Bib & Tucker 10-Year-Old Small Batch Bourbon Whiskey
Bib & Tucker is a Tennessee bourbon brand owned by Deutsch Family Wine and Spirits, the same company behind Redemption Whiskey. While the latter comes from MGP in Indiana, Bib & Tucker is sourced from an undisclosed producer in Tennessee. The whiskey is double distilled in column and pot stills, aged in level one char barrels and bottled without chill filtration in brown old-timey glass that recalls medicine bottles of the early 20th century. This is labeled as Tennessee bourbon, not Tennessee whiskey, but according to a rep for the brand the Lincoln County Process is used to filter the distillate before barreling. There are three main expressions available: a 6-year-old, 10-year-old and 12-year-old single barrel. Expect prominent notes of all the classic bourbon flavors here, with an increasing oak presence as you taste your way through the older expressions.
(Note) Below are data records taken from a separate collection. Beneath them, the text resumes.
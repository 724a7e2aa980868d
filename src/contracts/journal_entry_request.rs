//! Journal entry creation request contract
//!
//! Boundary DTO for creating draft journal entries. Amounts arrive as
//! decimal major units and are converted to minor units at ingress.

use serde::{Deserialize, Serialize};
use uuid::Uuid;

/// A single journal line in a creation request
#[derive(Debug, Clone, Serialize, Deserialize)]
pub struct JournalLineRequest {
    /// Chart of Accounts code (e.g. "1000")
    pub account_code: String,
    /// Debit amount in major units; mutually exclusive with credit
    #[serde(default)]
    pub debit: f64,
    /// Credit amount in major units; mutually exclusive with debit
    #[serde(default)]
    pub credit: f64,
    /// Optional line memo
    pub description: Option<String>,
}

/// Request payload for creating a draft journal entry
#[derive(Debug, Clone, Serialize, Deserialize)]
pub struct JournalEntryRequest {
    /// Business date, ISO format (YYYY-MM-DD)
    pub date: String,
    /// ISO 4217 currency code
    pub currency: String,
    pub description: String,
    /// Optional external reference (invoice number, etc.)
    pub reference: Option<String>,
    /// Optional counterparty attachment for sub-ledger association
    pub contact_id: Option<Uuid>,
    pub lines: Vec<JournalLineRequest>,
}
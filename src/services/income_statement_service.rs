//! Income statement computation with pluggable tax policy
//!
//! Revenue and expense accounts are partitioned by subtype into the report
//! sections; the tax line comes from a [`TaxPolicy`] so jurisdictions can be
//! swapped without touching the report math.

use chrono::NaiveDate;
use serde::Serialize;
use std::collections::HashMap;

use crate::repos::account_repo::{AccountSubtype, AccountType};
use crate::repos::report_query_repo::AccountPeriodSums;

/// Tax computation over income before tax, in minor units
pub trait TaxPolicy: Send + Sync {
    fn tax_minor(&self, income_before_tax_minor: i64) -> i64;
}

/// Flat-rate tax at a configured rate in basis points, floored at zero
///
/// A loss produces no tax credit.
#[derive(Debug, Clone)]
pub struct FlatRatePolicy {
    pub rate_bps: u32,
}

impl TaxPolicy for FlatRatePolicy {
    fn tax_minor(&self, income_before_tax_minor: i64) -> i64 {
        let tax = income_before_tax_minor * self.rate_bps as i64 / 10_000;
        tax.max(0)
    }
}

/// One account line, with optional comparison figures
#[derive(Debug, Clone, Serialize)]
pub struct StatementLine {
    pub account_code: String,
    pub account_name: String,
    pub amount_minor: i64,
    #[serde(skip_serializing_if = "Option::is_none")]
    pub comparison_amount_minor: Option<i64>,
    #[serde(skip_serializing_if = "Option::is_none")]
    pub variance_minor: Option<i64>,
    /// Omitted when the comparison amount is zero
    #[serde(skip_serializing_if = "Option::is_none")]
    pub variance_percent: Option<f64>,
}

/// A report section with its subtotal
#[derive(Debug, Clone, Serialize)]
pub struct StatementSection {
    pub lines: Vec<StatementLine>,
    pub total_minor: i64,
    #[serde(skip_serializing_if = "Option::is_none")]
    pub comparison_total_minor: Option<i64>,
}

/// Computed income statement
#[derive(Debug, Clone, Serialize)]
pub struct IncomeStatementReport {
    pub period_start: NaiveDate,
    pub period_end: NaiveDate,
    pub revenue: StatementSection,
    pub cost_of_goods: StatementSection,
    pub gross_profit_minor: i64,
    pub operating_expenses: StatementSection,
    pub operating_income_minor: i64,
    pub other_income: StatementSection,
    pub other_expenses: StatementSection,
    pub income_before_tax_minor: i64,
    pub tax_minor: i64,
    pub net_income_minor: i64,
}

#[derive(Debug, Clone, Copy, PartialEq, Eq, Hash)]
enum Section {
    Revenue,
    OtherIncome,
    CostOfGoods,
    OtherExpenses,
    OperatingExpenses,
}

fn section_for(account_type: AccountType, subtype: AccountSubtype) -> Option<Section> {
    match account_type {
        AccountType::Revenue => match subtype {
            AccountSubtype::OtherIncome => Some(Section::OtherIncome),
            _ => Some(Section::Revenue),
        },
        AccountType::Expense => match subtype {
            AccountSubtype::CostOfGoods => Some(Section::CostOfGoods),
            AccountSubtype::OtherExpense => Some(Section::OtherExpenses),
            _ => Some(Section::OperatingExpenses),
        },
        _ => None,
    }
}

/// Period amount for a P&L account: credit-led for revenue, debit-led for expense
fn period_amount(account: &AccountPeriodSums) -> i64 {
    match account.account_type {
        AccountType::Revenue => account.credit_minor - account.debit_minor,
        _ => account.debit_minor - account.credit_minor,
    }
}

/// Compute the income statement for a period
///
/// `comparison` carries the same account sums for the comparison period when
/// one was requested; variance figures only appear on lines with comparison
/// data, and variance_percent is omitted when the comparison amount is zero.
pub fn compute(
    period_start: NaiveDate,
    period_end: NaiveDate,
    current: &[AccountPeriodSums],
    comparison: Option<&[AccountPeriodSums]>,
    tax_policy: &dyn TaxPolicy,
) -> IncomeStatementReport {
    let comparison_amounts: Option<HashMap<&str, i64>> = comparison.map(|sums| {
        sums.iter()
            .map(|a| (a.account_code.as_str(), period_amount(a)))
            .collect()
    });

    let mut sections: HashMap<Section, Vec<StatementLine>> = HashMap::new();

    for account in current {
        let Some(section) = section_for(account.account_type, account.subtype) else {
            continue;
        };

        let amount = period_amount(account);
        let comparison_amount = comparison_amounts
            .as_ref()
            .map(|m| m.get(account.account_code.as_str()).copied().unwrap_or(0));

        if amount == 0 && comparison_amount.unwrap_or(0) == 0 {
            continue;
        }

        let (variance, variance_percent) = match comparison_amount {
            Some(comp) => {
                let variance = amount - comp;
                let percent = if comp != 0 {
                    Some(variance as f64 / comp.abs() as f64 * 100.0)
                } else {
                    None
                };
                (Some(variance), percent)
            }
            None => (None, None),
        };

        sections.entry(section).or_default().push(StatementLine {
            account_code: account.account_code.clone(),
            account_name: account.account_name.clone(),
            amount_minor: amount,
            comparison_amount_minor: comparison_amount,
            variance_minor: variance,
            variance_percent,
        });
    }

    let has_comparison = comparison.is_some();
    let mut take = |section: Section| -> StatementSection {
        let mut lines = sections.remove(&section).unwrap_or_default();
        lines.sort_by(|a, b| a.account_code.cmp(&b.account_code));
        let total = lines.iter().map(|l| l.amount_minor).sum();
        let comparison_total = has_comparison
            .then(|| lines.iter().filter_map(|l| l.comparison_amount_minor).sum());
        StatementSection {
            lines,
            total_minor: total,
            comparison_total_minor: comparison_total,
        }
    };

    let revenue = take(Section::Revenue);
    let cost_of_goods = take(Section::CostOfGoods);
    let operating_expenses = take(Section::OperatingExpenses);
    let other_income = take(Section::OtherIncome);
    let other_expenses = take(Section::OtherExpenses);

    let gross_profit = revenue.total_minor - cost_of_goods.total_minor;
    let operating_income = gross_profit - operating_expenses.total_minor;
    let income_before_tax =
        operating_income + other_income.total_minor - other_expenses.total_minor;
    let tax = tax_policy.tax_minor(income_before_tax);
    let net_income = income_before_tax - tax;

    IncomeStatementReport {
        period_start,
        period_end,
        revenue,
        cost_of_goods,
        gross_profit_minor: gross_profit,
        operating_expenses,
        operating_income_minor: operating_income,
        other_income,
        other_expenses,
        income_before_tax_minor: income_before_tax,
        tax_minor: tax,
        net_income_minor: net_income,
    }
}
Sugarlands Distilling Co. Roaming Man Tennessee Straight Rye Whiskey
Sugarlands Distilling in Gatlinburg is known for making different flavored versions of unaged “moonshine,” often with a NASCAR theme, including cinnamon, apple pie, sweet tea and blackberry. If these are not your thing, the distillery also makes a really excellent young rye whiskey called Roaming Man. It’s bottled at cask strength (the latest batch is 113.8 proof), aged between two and four years in large and small barrels with char levels three and four, and made from a mash bill of 51 percent rye, 45 percent corn and 4 percent malted barley. This puts it more into the Kentucky “barely legal” style of rye, meaning it contains just enough of the grain to be considered as such, with an ample amount of corn to round out the spice. It’s an impressive rye whiskey, and each bottle contains all of these details on the label, a welcome level of transparency for those who are interested in such things. Even nerdier, you can type in your bottle number on the website and you will find a detailed gas chromatograph that analyzes the congeners before and after aging and breaks down the barrels used with info like angel’s share, cooperage and dump proof. According to a rep for the brand, the eleventh batch, due out this spring, will be a bottled-in-bond release, increasing the age to at least four years old.
Uncle Nearest 1884 Small Batch Whiskey
This new whiskey brand has gotten a lot of attention over the past few years. It’s named for the enslaved man, Nathan “Nearest” Green, who is now credited with teaching Jack Daniel (yep, that Jack Daniel) how to distill whiskey (Green is now recognized by Brown-Forman, Jack’s parent company, as the brand’s first master distiller). Fast forward to 2017 when entrepreneur and author Fawn Weaver launched this brand, sourcing the whiskey from, you guessed it, an unnamed Tennessee distillery. There are currently three expressions available: 1884 Small Batch, 1856 Premium Aged (8-14 years old) and the 1820 Single Barrel, aged for a minimum of 11 years with a cask strength above 108 proof. Uncle Nearest actually doesn’t use the “Tennessee whiskey” designation on its label, but it is indeed made in the state and the distillate is filtered using the Lincoln County Process. The brand plans to begin distilling at its own facility in Shelbyville at some point in the future.